Written by Roberto Ricciuti

Image Credit: cak-cak/Flickr, License CC BY-NC-ND 2.0

The effect of climate change on the emergence of violent conflict has become one of the more lively academic debates. Despite a substantial number of studies, results are contradictory and somewhat inconclusive.

In a paper published in the  Journal of Peace Research (co-authored with Raul Caruso and Ilaria Petrarca), we present the results of a novel case study: Indonesia from 1993 to 2003, a period of major economic, political, and social transition. We found a close relationship between an increase in the minimum temperature during the rice growing season and an increase in violence.

Perhaps more importantly, however, we suggest that some of the contradictory results from previous climate change and conflict research may be a result of methodological differences – namely, not looking at the relationship between the principle crop in a given place and temperature.

Measuring climate change

Among social scientists studying conflict, climate change has been represented by measures of rainfall and mean temperature. However, when studying different crops we may find that different climate factors actually affect harvests and yields.

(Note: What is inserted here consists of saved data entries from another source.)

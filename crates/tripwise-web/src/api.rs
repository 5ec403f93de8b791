//! REST endpoint handlers.

use std::sync::Arc;

use axum::Json;
use axum::extract::State;
use axum::extract::rejection::JsonRejection;
use axum::http::StatusCode;
use axum::response::{IntoResponse, Response};
use serde::{Deserialize, Serialize};
use tracing::{info, warn};
use tripwise::agent::planner::TripPlanner;
use tripwise::trip::TripRequest;

/// Shared application state passed to all handlers via axum's `State` extractor.
#[derive(Clone)]
pub struct AppState {
    pub planner: Arc<dyn TripPlanner>,
}

/// Body of a successful `POST /plan-trip`.
#[derive(Debug, Serialize, Deserialize)]
pub struct PlanResponse {
    pub plan: String,
}

/// Body of every non-2xx response.
#[derive(Debug, Serialize, Deserialize)]
pub struct ErrorResponse {
    pub error: String,
}

fn error_response(status: StatusCode, error: impl Into<String>) -> Response {
    (
        status,
        Json(ErrorResponse {
            error: error.into(),
        }),
    )
        .into_response()
}

/// `POST /plan-trip`: generate a travel plan.
///
/// 422 for a malformed or invalid request, 502 when the planner fails.
pub async fn plan_trip(
    State(app): State<AppState>,
    body: Result<Json<TripRequest>, JsonRejection>,
) -> Response {
    let request = match body {
        Ok(Json(request)) => request,
        Err(rejection) => {
            return error_response(StatusCode::UNPROCESSABLE_ENTITY, rejection.body_text());
        }
    };

    info!(
        "POST /plan-trip: {} ({} days, ${})",
        request.destination, request.duration_days, request.total_budget
    );

    match app.planner.plan(&request).await {
        Ok(plan) => (StatusCode::OK, Json(PlanResponse { plan })).into_response(),
        Err(e) if e.is_client_error() => {
            error_response(StatusCode::UNPROCESSABLE_ENTITY, e.to_string())
        }
        Err(e) => {
            warn!("planning failed: {e}");
            error_response(StatusCode::BAD_GATEWAY, e.to_string())
        }
    }
}

/// `GET /health`: liveness check.
pub async fn health() -> &'static str {
    "ok"
}
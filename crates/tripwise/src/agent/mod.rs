//! Agent runtime: the [`Harness`] tool-use loop and the planners built on it.
//!
//! - [`harness::Harness`]: the loop. Start here.
//! - [`config::HarnessConfig`]: model, rounds, tokens, system prompt.
//! - [`events`]: [`EventHandler`] and [`HarnessEvent`] for observing the
//!   loop, with [`LoggingHandler`], [`CompositeEventHandler`], and
//!   [`FnEventHandler`].
//! - [`prompt`]: the travel-budget system prompt.
//! - [`planner`]: [`TripPlanner`] with [`AgentPlanner`] and [`DirectPlanner`].

pub mod config;
pub mod events;
pub mod harness;
pub mod planner;
pub mod prompt;

pub use config::HarnessConfig;
pub use events::{
    CompositeEventHandler, EventHandler, FnEventHandler, HarnessEvent, HarnessResult,
    LoggingHandler, NoopHandler,
};
pub use harness::Harness;
pub use planner::{AgentPlanner, DirectPlanner, PlanFuture, TripPlanner};
pub use prompt::travel_system_prompt;
//! Mock upstream services for integration tests.
//!
//! Each test builds an axum [`Router`] standing in for a real API, serves it
//! on a random port, and points the code under test at the returned base
//! URL. Handlers count their hits so tests can assert that a call was, or
//! was not, made.

#![allow(dead_code)]

use std::sync::Arc;
use std::sync::atomic::{AtomicUsize, Ordering};

use axum::Router;

/// Serve `router` on `127.0.0.1:0` and return its base URL.
pub async fn serve(router: Router) -> String {
    let listener = tokio::net::TcpListener::bind("127.0.0.1:0").await.unwrap();
    let addr = listener.local_addr().unwrap();
    tokio::spawn(async move {
        axum::serve(listener, router).await.unwrap();
    });
    format!("http://{addr}")
}

/// A base URL nothing is listening on.
pub async fn closed_port() -> String {
    let listener = tokio::net::TcpListener::bind("127.0.0.1:0").await.unwrap();
    let addr = listener.local_addr().unwrap();
    drop(listener);
    format!("http://{addr}")
}

/// Shared hit counter for mock handlers.
#[derive(Clone, Default)]
pub struct Hits(Arc<AtomicUsize>);

impl Hits {
    /// Record a hit and return the 1-based hit number.
    pub fn hit(&self) -> usize {
        self.0.fetch_add(1, Ordering::SeqCst) + 1
    }

    pub fn count(&self) -> usize {
        self.0.load(Ordering::SeqCst)
    }
}

/// An HTTP client with a short timeout, like the one the binaries build.
pub fn http_client() -> reqwest::Client {
    reqwest::Client::builder()
        .timeout(std::time::Duration::from_secs(5))
        .build()
        .unwrap()
}
//! Integration tests for the tripwise-web server.
//!
//! These tests start a real axum server on a random port with a stub
//! planner and exercise the REST endpoints.

use std::sync::Arc;
use std::sync::atomic::{AtomicUsize, Ordering};

use tripwise::PlannerError;
use tripwise::agent::planner::{PlanFuture, TripPlanner};
use tripwise::trip::TripRequest;
use tripwise_web::{WebConfig, spawn_web};

/// Echoes the request back, or fails like an unreachable model provider.
struct StubPlanner {
    fail: bool,
    calls: AtomicUsize,
}

impl TripPlanner for StubPlanner {
    fn plan<'a>(&'a self, request: &'a TripRequest) -> PlanFuture<'a> {
        Box::pin(async move {
            self.calls.fetch_add(1, Ordering::SeqCst);
            request.validate()?;
            if self.fail {
                return Err(PlannerError::Api {
                    status: 503,
                    body: "provider overloaded".into(),
                });
            }
            Ok(format!(
                "{} for {} days, ${}/night",
                request.destination,
                request.duration_days,
                request.max_nightly_price()
            ))
        })
    }
}

/// Helper: spawn a test server on port 0 (random available port).
async fn spawn_test_server(fail: bool) -> (Arc<StubPlanner>, String) {
    let planner = Arc::new(StubPlanner {
        fail,
        calls: AtomicUsize::new(0),
    });
    let config = WebConfig {
        bind_addr: ([127, 0, 0, 1], 0).into(),
    };
    let addr = spawn_web(planner.clone(), config).await.unwrap();
    (planner, format!("http://{addr}"))
}

#[tokio::test]
async fn health_returns_ok() {
    let (_planner, base) = spawn_test_server(false).await;

    let resp = reqwest::get(format!("{base}/health")).await.unwrap();
    assert_eq!(resp.status(), 200);
    assert_eq!(resp.text().await.unwrap(), "ok");
}

#[tokio::test]
async fn plan_trip_returns_plan() {
    let (planner, base) = spawn_test_server(false).await;

    let resp = reqwest::Client::new()
        .post(format!("{base}/plan-trip"))
        .json(&serde_json::json!({"destination": "Paris", "budget": 1500, "duration_days": 5}))
        .send()
        .await
        .unwrap();
    assert_eq!(resp.status(), 200);

    let json: serde_json::Value = resp.json().await.unwrap();
    assert_eq!(json["plan"], "Paris for 5 days, $135/night");
    assert_eq!(planner.calls.load(Ordering::SeqCst), 1);
}

#[tokio::test]
async fn zero_duration_is_unprocessable() {
    let (_planner, base) = spawn_test_server(false).await;

    let resp = reqwest::Client::new()
        .post(format!("{base}/plan-trip"))
        .json(&serde_json::json!({"destination": "Paris", "budget": 1500, "duration_days": 0}))
        .send()
        .await
        .unwrap();
    assert_eq!(resp.status(), 422);

    let json: serde_json::Value = resp.json().await.unwrap();
    assert!(json["error"].as_str().unwrap().contains("duration_days"));
}

#[tokio::test]
async fn malformed_body_is_unprocessable_and_skips_planner() {
    let (planner, base) = spawn_test_server(false).await;

    let resp = reqwest::Client::new()
        .post(format!("{base}/plan-trip"))
        .json(&serde_json::json!({"destination": "Paris", "budget": "lots"}))
        .send()
        .await
        .unwrap();
    assert_eq!(resp.status(), 422);

    let json: serde_json::Value = resp.json().await.unwrap();
    assert!(json["error"].is_string());
    assert_eq!(planner.calls.load(Ordering::SeqCst), 0);
}

#[tokio::test]
async fn planner_failure_is_bad_gateway() {
    let (_planner, base) = spawn_test_server(true).await;

    let resp = reqwest::Client::new()
        .post(format!("{base}/plan-trip"))
        .json(&serde_json::json!({"destination": "Tokyo", "budget": 2000, "duration_days": 7}))
        .send()
        .await
        .unwrap();
    assert_eq!(resp.status(), 502);

    let json: serde_json::Value = resp.json().await.unwrap();
    assert!(json["error"].as_str().unwrap().contains("503"));
}
//! Plan a trip from the terminal.
//!
//! Reads `OPENROUTER_KEY` (chat model) and `RAPIDAPI_KEY` (hotel search) from
//! the environment.
//!
//! # Examples
//!
//! ```sh
//! # Structured one-shot request
//! tripwise --destination Paris --budget 1500 --days 5
//!
//! # Same, without a model: the tools are called directly
//! tripwise --destination Paris --budget 1500 --days 5 --no-llm
//!
//! # Free-form one-shot request
//! tripwise --prompt "Tokyo for a week, about 2000 dollars"
//!
//! # Interactive session ("exit" quits)
//! tripwise
//! ```

use std::io::Write;
use std::process;

use clap::Parser;
use tokio::io::{AsyncBufReadExt, BufReader};
use tracing_subscriber::EnvFilter;
use tracing_subscriber::layer::SubscriberExt;
use tracing_subscriber::util::SubscriberInitExt;
use tripwise::prelude::*;

/// Travel-budget planner: hotels, daily spend, and weather for a trip.
#[derive(Parser)]
#[command(name = "tripwise")]
struct Cli {
    /// Free-form query (one-shot mode).
    #[arg(long, conflicts_with = "destination")]
    prompt: Option<String>,

    /// Destination city (structured one-shot mode).
    #[arg(long, requires_all = ["budget", "days"])]
    destination: Option<String>,

    /// Total trip budget in USD.
    #[arg(long, requires = "destination")]
    budget: Option<u32>,

    /// Trip length in days.
    #[arg(long, requires = "destination")]
    days: Option<u32>,

    /// Skip the model and call the tools directly (structured mode only).
    #[arg(long)]
    no_llm: bool,

    /// Model to use for completions. Overrides TRIPWISE_MODEL.
    #[arg(long)]
    model: Option<String>,

    /// Maximum agentic round-trips.
    #[arg(long, default_value_t = 10)]
    max_rounds: u32,

    /// Sampling temperature.
    #[arg(long, default_value_t = 0.0)]
    temperature: f32,
}

impl Cli {
    fn config(&self) -> TripConfig {
        let mut config = TripConfig::from_env();
        if let Some(model) = &self.model {
            config.model = model.clone();
        }
        config.max_rounds = self.max_rounds;
        config.temperature = self.temperature;
        config
    }

    fn trip_request(&self) -> Option<Result<TripRequest, TripRequestError>> {
        let destination = self.destination.as_deref()?;
        Some(TripRequest::new(
            destination,
            self.budget.unwrap_or_default(),
            self.days.unwrap_or_default(),
        ))
    }
}

const NEEDS_LLM: &str = "free-form queries need a model; use --destination, --budget and --days with --no-llm";

async fn run(cli: Cli) -> Result<(), PlannerError> {
    let config = cli.config();

    if let Some(request) = cli.trip_request() {
        let request = request?;
        let planner: Box<dyn TripPlanner> = if cli.no_llm {
            Box::new(DirectPlanner::from_config(&config)?)
        } else {
            Box::new(AgentPlanner::from_config(&config)?)
        };
        println!("{}", planner.plan(&request).await?);
        return Ok(());
    }

    if cli.no_llm {
        return Err(PlannerError::Unsupported(NEEDS_LLM));
    }
    let planner = AgentPlanner::from_config(&config)?;

    if let Some(prompt) = &cli.prompt {
        println!("{}", planner.answer(prompt).await?);
        return Ok(());
    }

    interactive(&planner).await
}

/// Read queries line by line until `exit` or end of input.
async fn interactive(planner: &AgentPlanner) -> Result<(), PlannerError> {
    println!("--- Travel Budget Planner ---");
    println!("Type 'exit' to quit.");

    let mut lines = BufReader::new(tokio::io::stdin()).lines();
    loop {
        print!("You: ");
        let _ = std::io::stdout().flush();

        let line = match lines.next_line().await {
            Ok(Some(line)) => line,
            Ok(None) => break,
            Err(e) => {
                eprintln!("Error: failed to read input: {e}");
                break;
            }
        };
        let query = line.trim();
        if query.eq_ignore_ascii_case("exit") {
            break;
        }
        if query.is_empty() {
            continue;
        }

        match planner.answer(query).await {
            Ok(plan) => println!("\nAgent: {plan}\n"),
            Err(e) => eprintln!("\nError: {e}\n"),
        }
    }
    Ok(())
}

#[tokio::main]
async fn main() {
    tracing_subscriber::registry()
        .with(tracing_subscriber::fmt::layer().with_writer(std::io::stderr))
        .with(EnvFilter::try_from_default_env().unwrap_or_else(|_| EnvFilter::new("info")))
        .init();

    let cli = Cli::parse();
    if let Err(e) = run(cli).await {
        eprintln!("Error: {e}");
        process::exit(1);
    }
}
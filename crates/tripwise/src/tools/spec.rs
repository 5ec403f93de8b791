//! Structured tool descriptions.
//!
//! The description a model sees is often the only thing steering it between
//! similar tools. `ToolSpec` keeps that text structured (purpose, when to
//! use, when not to use, examples) and renders it into the `description`
//! field of a [`ToolDef`].

use crate::ToolDef;

/// A structured tool specification.
#[derive(Debug, Clone)]
pub struct ToolSpec {
    /// Tool name (must be unique within a ToolSet).
    pub name: String,
    /// One-sentence purpose: "Look up current weather conditions for a city".
    pub purpose: String,
    pub when_to_use: Option<String>,
    /// Steers the model away from a sibling tool it might confuse this with.
    pub when_not_to_use: Option<String>,
    /// JSON Schema for the arguments object.
    pub parameters: serde_json::Value,
    /// `(call, result)` pairs shown verbatim to the model.
    pub examples: Vec<(String, String)>,
    pub output_format: Option<String>,
}

impl ToolSpec {
    pub fn builder(name: impl Into<String>, purpose: impl Into<String>) -> ToolSpecBuilder {
        ToolSpecBuilder {
            spec: ToolSpec {
                name: name.into(),
                purpose: purpose.into(),
                when_to_use: None,
                when_not_to_use: None,
                parameters: serde_json::json!({"type": "object", "properties": {}}),
                examples: Vec::new(),
                output_format: None,
            },
        }
    }

    /// Render the description string sent to the model.
    pub fn to_description(&self) -> String {
        let mut desc = format!("{}.", self.purpose.trim_end_matches('.'));
        if let Some(when) = &self.when_to_use {
            desc.push_str(&format!("\nWhen to use: {when}"));
        }
        if let Some(when_not) = &self.when_not_to_use {
            desc.push_str(&format!("\nWhen NOT to use: {when_not}"));
        }
        if !self.examples.is_empty() {
            desc.push_str("\nExamples:");
            for (call, result) in &self.examples {
                desc.push_str(&format!("\n  - {call} -> {result}"));
            }
        }
        if let Some(format) = &self.output_format {
            desc.push_str(&format!("\nOutput format: {format}"));
        }
        desc
    }

    pub fn to_tool_def(&self) -> ToolDef {
        ToolDef::new(
            self.name.clone(),
            self.to_description(),
            self.parameters.clone(),
        )
    }
}

/// Builder for [`ToolSpec`]. Name and purpose are taken up front; every
/// other field is optional.
#[derive(Debug, Clone)]
pub struct ToolSpecBuilder {
    spec: ToolSpec,
}

impl ToolSpecBuilder {
    pub fn when_to_use(mut self, when: impl Into<String>) -> Self {
        self.spec.when_to_use = Some(when.into());
        self
    }

    pub fn when_not_to_use(mut self, when_not: impl Into<String>) -> Self {
        self.spec.when_not_to_use = Some(when_not.into());
        self
    }

    pub fn parameters(mut self, params: serde_json::Value) -> Self {
        self.spec.parameters = params;
        self
    }

    /// Derive the parameter schema from the argument type, so the schema
    /// and deserialization can never diverge.
    pub fn parameters_for<T: schemars::JsonSchema>(self) -> Self {
        self.parameters(crate::json_schema_for::<T>())
    }

    pub fn example(mut self, call: impl Into<String>, result: impl Into<String>) -> Self {
        self.spec.examples.push((call.into(), result.into()));
        self
    }

    pub fn output_format(mut self, format: impl Into<String>) -> Self {
        self.spec.output_format = Some(format.into());
        self
    }

    pub fn build(self) -> ToolSpec {
        self.spec
    }

    /// Shortcut for `.build().to_tool_def()`.
    pub fn to_tool_def(self) -> ToolDef {
        self.spec.to_tool_def()
    }
}

#[cfg(test)]
mod tests {
    use super::*;

    #[test]
    fn description_includes_guidance_sections() {
        let spec = ToolSpec::builder("get_weather_info", "Get the current weather for a city")
            .when_to_use("When the traveller asks what to pack or expect")
            .when_not_to_use("For costs; use get_daily_spend_estimate instead")
            .example(r#"get_weather_info(city="Paris")"#, "current conditions in Paris")
            .output_format("One sentence")
            .build();

        let desc = spec.to_description();
        assert!(desc.starts_with("Get the current weather for a city."));
        assert!(desc.contains("When NOT to use: For costs"));
        assert!(desc.contains("-> current conditions in Paris"));
        assert!(desc.ends_with("Output format: One sentence"));
    }

    #[test]
    fn minimal_spec_has_empty_object_schema() {
        let def = ToolSpec::builder("noop", "Do nothing.").to_tool_def();
        assert_eq!(def.function.name, "noop");
        assert_eq!(def.function.description, "Do nothing.");
        assert_eq!(def.function.parameters["type"], "object");
    }

    #[test]
    fn parameters_for_uses_derived_schema() {
        #[derive(schemars::JsonSchema)]
        #[allow(dead_code)]
        struct Args {
            city: String,
        }

        let def = ToolSpec::builder("t", "Test")
            .parameters_for::<Args>()
            .to_tool_def();
        assert!(def.function.parameters["properties"]["city"].is_object());
    }
}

In our study, we focus on rice, the staple crop in Indonesia. We rely on the natural science literature that claims rising minimum temperatures have a strong negative impact on rice production. Higher minimum temperatures increase the amount of energy plants needs to spend to maintain a healthy state, shorten the time to maturity, and reduce net growth and productivity. Since minimum temperature is reached during the night, it is a variable often lost when scholars consider a daily average temperature.

With these different insights in mind, we investigate the impact of climate change on violence via agricultural production. The hypothesis underlying our work is that climate change may negatively affect rice production, rice prices, and eventually food availability and food prices, thus making the emergence of violence more likely because climate change shapes the set of economic opportunities, and thereby the incentives and opportunity-cost of individuals in choosing between work and riots.

Higher minimum temperatures reduce production

This framework of how climate change contributes to conflict holds when considering a single country whose economy is strongly dependent on rice. Rice in Indonesia is a staple food, and food constitutes 50 percent of household expenditures in urban areas and 67 percent in rural areas.

Rice production is a source of income for a substantial number of Indonesian households. According to data drawn from World Development Indicators, the employment in agriculture as percentage of total employment was around 46 percent between 1994 and 2003.

In addition, Indonesia experienced substantial violence during a period of three major transitions in the 1990s. The first transition was political, from autocracy to democracy; the second was economic, from crony capitalism to a rules-based market system; and the third was social, from state centralization to decentralization.

The overall severity of violence in terms of deaths peaked after the fall of Suharto’s regime in 1998 and decreased after 2001. However, the sheer number of violent incidents has risen since then.

With this context in mind – environmental factors alone are never enough to provoke conflict – we analyzed the link between climate change and violence in 14 Indonesian provinces.

We matched climate data from NOAA’s Global Historical Climatology Network with provincial-level conflict data from the United Nations. We studied the emergence of violence as measured by the number of monthly events (say for example riots and lynchings). Using an econometric approach that allows us to claim that our results are causal and not just correlations, we show that an increase of the minimum temperature during the core month of the wet planting season (e.g., December), determines an increase in violence fueled by the reduction in future rice production.

This analysis supports the hypothesis that minimum temperature negatively affects rice availability (per capita), which in turn inflames violence. The evidence is robust. We believe that the robust evidence descends from such punctuality in taking into account the agricultural specificities of paddy rice.

Stated broadly, our work suggests that some inconclusive results in literature on the climate change/violence nexus could suffer from not considering specificities of different crops. The dominant agricultural output and economic relevance of that crop changes across countries, from rice to wheat and others. Crops also differ in terms of growing season, cultivation technology, and reaction to climate variability. Further research seems necessary to explore other combinations of climate change variables, crops, and violence in different countries to see if this framework holds up.

The results support adaptation policies that, by modifying the type of crops, allow farmers to cope with climate change. However, finding crops that do well in the new climate will not be an easy substitution for cultures that are thousands of years old. If this approach is started early enough, by the time it is seriously needed, the transition could be less traumatic.

Roberto Ricciuti is a the Director of the PhD in Economics and Management and fellow of CESifo and Visiting Professorial Fellow at the Global Development Institute (University of Manchester).

**Articles published by The Asia Dialogue represent the views of the author(s) and not necessarily those of The Asia Dialogue or affiliated institutions.